Author: R.J. Palacio
Genre: Contemporary, Middle-Grade, Social
Publication Date: 3rd January 2014
Publisher: Corgi Childrens
Summary: Auggie wants to be an ordinary ten-year-old. He does ordinary things – eating ice cream, playing on his Xbox. He feels ordinary – inside. But ordinary kids don’t make other ordinary kids run away screaming in playgrounds. Ordinary kids aren’t stared at wherever they go.
Born with a terrible facial abnormality, Auggie has been home-schooled by his parents his whole life. Now, for the first time, he’s being sent to a real school – and he’s dreading it. All he wants is to be accepted – but can he convince his new classmates that he’s just like them, underneath it all?
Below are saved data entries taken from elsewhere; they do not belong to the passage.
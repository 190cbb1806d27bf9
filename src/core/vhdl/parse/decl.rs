use super::super::cst::{NodeId, NodeKind};
use super::super::error::VhdlError;
use super::super::token::{Delimiter, Keyword, VhdlToken};
use super::VhdlParser;
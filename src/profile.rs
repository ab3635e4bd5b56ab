use std::fmt;
use std::str::FromStr;

use crate::error::{GiftError, Result};

pub const MIN_AGE: u8 = 1;
pub const MAX_AGE: u8 = 120;

#[derive(Debug, Clone, Copy, PartialEq, Eq)]
pub enum Gender {
    Male,
    Female,
}

impl Gender {
    /// Label used when talking to the model.
    pub fn label(&self) -> &'static str {
        match self {
            Gender::Male => "男",
            Gender::Female => "女",
        }
    }
}

impl fmt::Display for Gender {
    fn fmt(&self, f: &mut fmt::Formatter<'_>) -> fmt::Result {
        f.write_str(self.label())
    }
}

impl FromStr for Gender {
    type Err = GiftError;

    fn from_str(s: &str) -> Result<Self> {
        match s.trim().to_lowercase().as_str() {
            "男" | "male" | "m" => Ok(Gender::Male),
            "女" | "female" | "f" => Ok(Gender::Female),
            other => Err(GiftError::invalid_profile(format!(
                "unknown gender '{other}', expected 男 or 女"
            ))),
        }
    }
}

/// Recipient attributes for one generation cycle.
#[derive(Debug, Clone, PartialEq, Eq)]
pub struct Profile {
    gender: Gender,
    age: u8,
    interests: Option<String>,
    budget_min: u32,
    budget_max: u32,
}

impl Profile {
    pub fn new(
        gender: Gender,
        age: u8,
        interests: Option<String>,
        budget_min: u32,
        budget_max: u32,
    ) -> Result<Profile> {
        if !(MIN_AGE..=MAX_AGE).contains(&age) {
            return Err(GiftError::invalid_profile(format!(
                "age must be between {MIN_AGE} and {MAX_AGE}, got {age}"
            )));
        }
        if budget_max < budget_min {
            return Err(GiftError::invalid_profile("最高预算必须大于最低预算"));
        }
        let interests = interests
            .map(|i| i.trim().to_owned())
            .filter(|i| !i.is_empty());

        Ok(Profile {
            gender,
            age,
            interests,
            budget_min,
            budget_max,
        })
    }

    pub fn gender(&self) -> Gender {
        self.gender
    }
    pub fn age(&self) -> u8 {
        self.age
    }
    pub fn interests(&self) -> Option<&str> {
        self.interests.as_deref()
    }
    pub fn budget_min(&self) -> u32 {
        self.budget_min
    }
    pub fn budget_max(&self) -> u32 {
        self.budget_max
    }
}
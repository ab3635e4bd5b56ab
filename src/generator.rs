use tracing::{debug, info};

use crate::error::{GiftError, Result};
use crate::gpt::Recommender;
use crate::parser::{parse_gifts, GiftSuggestion};
use crate::profile::Profile;
use crate::prompt::Prompt;

/// Result of a generation cycle that reached the model and got a reply.
#[derive(Debug, Clone, PartialEq, Eq)]
pub enum Outcome {
    Suggestions(Vec<GiftSuggestion>),
    /// The reply had no usable lines.
    Unparsed { raw: String },
}

/// Keeps the last submitted profile so it can be regenerated without re-entry.
#[derive(Debug, Default)]
pub struct GiftGenerator {
    profile: Option<Profile>,
    gifts: Vec<GiftSuggestion>,
}

impl GiftGenerator {
    pub fn new() -> Self {
        Self::default()
    }

    pub fn profile(&self) -> Option<&Profile> {
        self.profile.as_ref()
    }

    pub fn gifts(&self) -> &[GiftSuggestion] {
        &self.gifts
    }

    pub async fn submit(&mut self, client: &dyn Recommender, profile: Profile) -> Result<Outcome> {
        self.profile = Some(profile);
        self.run(client).await
    }

    pub async fn regenerate(&mut self, client: &dyn Recommender) -> Result<Outcome> {
        if self.profile.is_none() {
            return Err(GiftError::NoProfile);
        }
        self.run(client).await
    }

    async fn run(&mut self, client: &dyn Recommender) -> Result<Outcome> {
        self.gifts.clear();
        let profile = self.profile.as_ref().ok_or(GiftError::NoProfile)?;
        client.preflight()?;
        let prompt = Prompt::from_profile(profile);
        info!("generating gifts for: {}", prompt.user);

        let reply = client.generate(prompt.system, &prompt.user).await.map_err(|e| {
            debug!("生成礼物推荐失败: {e}");
            e
        })?;

        let gifts = parse_gifts(&reply);
        if gifts.is_empty() {
            info!("API返回内容: {reply}");
            return Ok(Outcome::Unparsed { raw: reply });
        }
        self.gifts = gifts.clone();
        Ok(Outcome::Suggestions(gifts))
    }
}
Wonder is a book that i’ve been meaning to pick up ever since it came out in 2014, and the final push to get me to read it is the fact that it is soon to be a major movie. The trailer looks incredible and the cast is made up of some very talented actors, so i started the book in anticipation for the movie.
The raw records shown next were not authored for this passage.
use thiserror::Error;

#[derive(Debug, Error)]
pub enum GiftError {
    #[error("配置错误: {0}")]
    Configuration(String),

    #[error("API请求失败: {0}")]
    Request(String),

    #[error("API返回格式异常: {0}")]
    ResponseFormat(String),

    #[error("收礼人信息无效: {0}")]
    InvalidProfile(String),

    #[error("尚未提交收礼人信息")]
    NoProfile,

    #[error("读写失败: {0}")]
    Io(#[from] std::io::Error),

    #[error("配置文件格式错误: {0}")]
    Settings(#[from] serde_yaml::Error),
}

impl GiftError {
    pub fn configuration(msg: impl Into<String>) -> Self {
        Self::Configuration(msg.into())
    }

    pub fn request(msg: impl Into<String>) -> Self {
        Self::Request(msg.into())
    }

    pub fn response_format(msg: impl Into<String>) -> Self {
        Self::ResponseFormat(msg.into())
    }

    pub fn invalid_profile(msg: impl Into<String>) -> Self {
        Self::InvalidProfile(msg.into())
    }

    pub fn is_configuration(&self) -> bool {
        matches!(self, Self::Configuration(_))
    }

    pub fn is_request(&self) -> bool {
        matches!(self, Self::Request(_))
    }

    pub fn is_response_format(&self) -> bool {
        matches!(self, Self::ResponseFormat(_))
    }
}

pub type Result<T> = std::result::Result<T, GiftError>;

#[cfg(test)]
mod tests {
    use super::*;

    #[test]
    fn messages_share_one_register() {
        assert_eq!(
            GiftError::configuration("请先配置API Key").to_string(),
            "配置错误: 请先配置API Key"
        );
        assert_eq!(
            GiftError::request("401 Unauthorized").to_string(),
            "API请求失败: 401 Unauthorized"
        );
        assert_eq!(GiftError::NoProfile.to_string(), "尚未提交收礼人信息");
        assert!(GiftError::invalid_profile("x").to_string().starts_with("收礼人信息无效"));
    }
}
use std::sync::Mutex;

use super::error_code::ErrorCode;
use crate::reflection::ElementId;

#[derive(Debug, Clone, Copy, PartialEq, Eq)]
pub enum DiagnosticCategory {
    Error,
    Warning,
}

/// A compilation-time message attached to a program element. These are
/// surfaced through the host compiler's diagnostic channel rather than
/// thrown; resolution continues after reporting one.
#[derive(Debug, Clone)]
pub struct Diagnostic {
    pub code: ErrorCode,
    pub category: DiagnosticCategory,
    /// The element the message is attached to, when one is known.
    pub element: Option<ElementId>,
    pub message: String,
}

impl Diagnostic {
    pub fn error(code: ErrorCode, element: ElementId, message: impl Into<String>) -> Self {
        Self {
            code,
            category: DiagnosticCategory::Error,
            element: Some(element),
            message: message.into(),
        }
    }

    pub fn warning(code: ErrorCode, message: impl Into<String>) -> Self {
        Self {
            code,
            category: DiagnosticCategory::Warning,
            element: None,
            message: message.into(),
        }
    }
}

/// Receives diagnostics produced during resolution. Implemented by the
/// embedding frontend; the collecting implementation below is used in tests
/// and simple embeddings.
pub trait DiagnosticSink: Send + Sync {
    fn report(&self, diagnostic: Diagnostic);
}

/// Accumulates diagnostics in memory.
#[derive(Debug, Default)]
pub struct CollectingDiagnostics {
    collected: Mutex<Vec<Diagnostic>>,
}

impl CollectingDiagnostics {
    pub fn new() -> Self {
        Self::default()
    }

    pub fn diagnostics(&self) -> Vec<Diagnostic> {
        match self.collected.lock() {
            Ok(collected) => collected.clone(),
            Err(_) => Vec::new(),
        }
    }

    pub fn is_empty(&self) -> bool {
        match self.collected.lock() {
            Ok(collected) => collected.is_empty(),
            Err(_) => true,
        }
    }
}

impl DiagnosticSink for CollectingDiagnostics {
    fn report(&self, diagnostic: Diagnostic) {
        if let Ok(mut collected) = self.collected.lock() {
            collected.push(diagnostic);
        }
    }
}
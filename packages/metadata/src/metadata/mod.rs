//! The annotation value model and the resolved metadata types.
//!
//! [`AnnotationValue`] is one resolved annotation occurrence;
//! [`MutableAnnotationMetadata`] accumulates occurrences during a build;
//! [`AnnotationMetadata`] is the immutable, queryable result handed to
//! downstream consumers.

pub mod src;

pub use src::api::AnnotationMetadata;
pub use src::hierarchy::AnnotationMetadataHierarchy;
pub use src::mutable::MutableAnnotationMetadata;
pub use src::value::{AnnotationValue, AnnotationValueBuilder, MemberValue, RetentionPolicy};
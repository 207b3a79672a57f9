//! The resolution engine.
//!
//! [`MetadataBuilder`] orchestrates a build request: it flattens the type
//! hierarchy (ancestors first, so descendants override), extracts raw
//! annotations per level, and runs each through the per-annotation
//! pipeline: alias resolution, stereotype expansion with cycle guarding,
//! cached default resolution, the Mapper -> Remapper -> Transformer chain,
//! and repeatable-container flattening.

pub mod src;

pub use src::config::{
    BuilderConfig, ExcludedStereotypes, NullabilityRule, ALIASES, ALIAS_ANNOTATION, ALIAS_FOR,
    ALIAS_MEMBER, DEFAULT_SCOPE, INHERITED, SCOPE, VALUE_MEMBER,
};
pub use src::context::ProcessingContext;
pub use src::engine::MetadataBuilder;
pub use src::validation::{is_unresolved_placeholder, AnnotatedElementValidator};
The story is based upon August, a young boy who was born with a facial abnormality that stops him from leading a life every other young boy could. People stop him in the street, point, laugh, are shocked, absolutely every reaction you can imagine happens to August. And then he goes to school for the first time.
Wonder takes us through Augusts first year at school and the friends (or not so much friends) he makes. The one thing i really did love about this story (that i didn’t expect at all) was the numerous points of view. Each ‘part’ was separated in to a different voice. So we started with August telling his story, and as we got further in there are chapters from his sister, Olivia, her boyfriend, Augusts friend’s Jack and Summer and a whole host of other people. What made it even more special was that none of the chapters were told from an adults perspective. I think this enhanced the message behind the book about how children process information.
I wasn’t sure when i started reading about the middle-grade aim for this novel. I’m not a very big middle-grade reader as i don’t usually enjoy it. However, this didn’t read as a middle-grade – most of the time. August’s story has a very serious and touching message behind it, and i think to aim a book about something so important at children 13 years and younger was very clever. However, saying this, Wonder is easily the most accessible middle-grade novel i’ve read for anyone. It’s such an easy read you forget that it’s targeted so young.
The writing itself for me was quite average. I enjoyed the story enough that i was hooked and read it over just a few days (this isn’t very long for me at all), however there were a few niggles in the writing that pulled my concentration from the story and bothered me a little bit. It’s frustrating when you’re reading such a wonderful story and something so little as a punctuation mark can shift your focus.
Overall, i did really enjoy this book. It kept me entertained throughout and i would recommend it, however not life changing. It’s such a different kind of story and something that’s not written about often, so this is definitely one of the well written ones that’s worth a read. I cannot wait for the movie release later this year.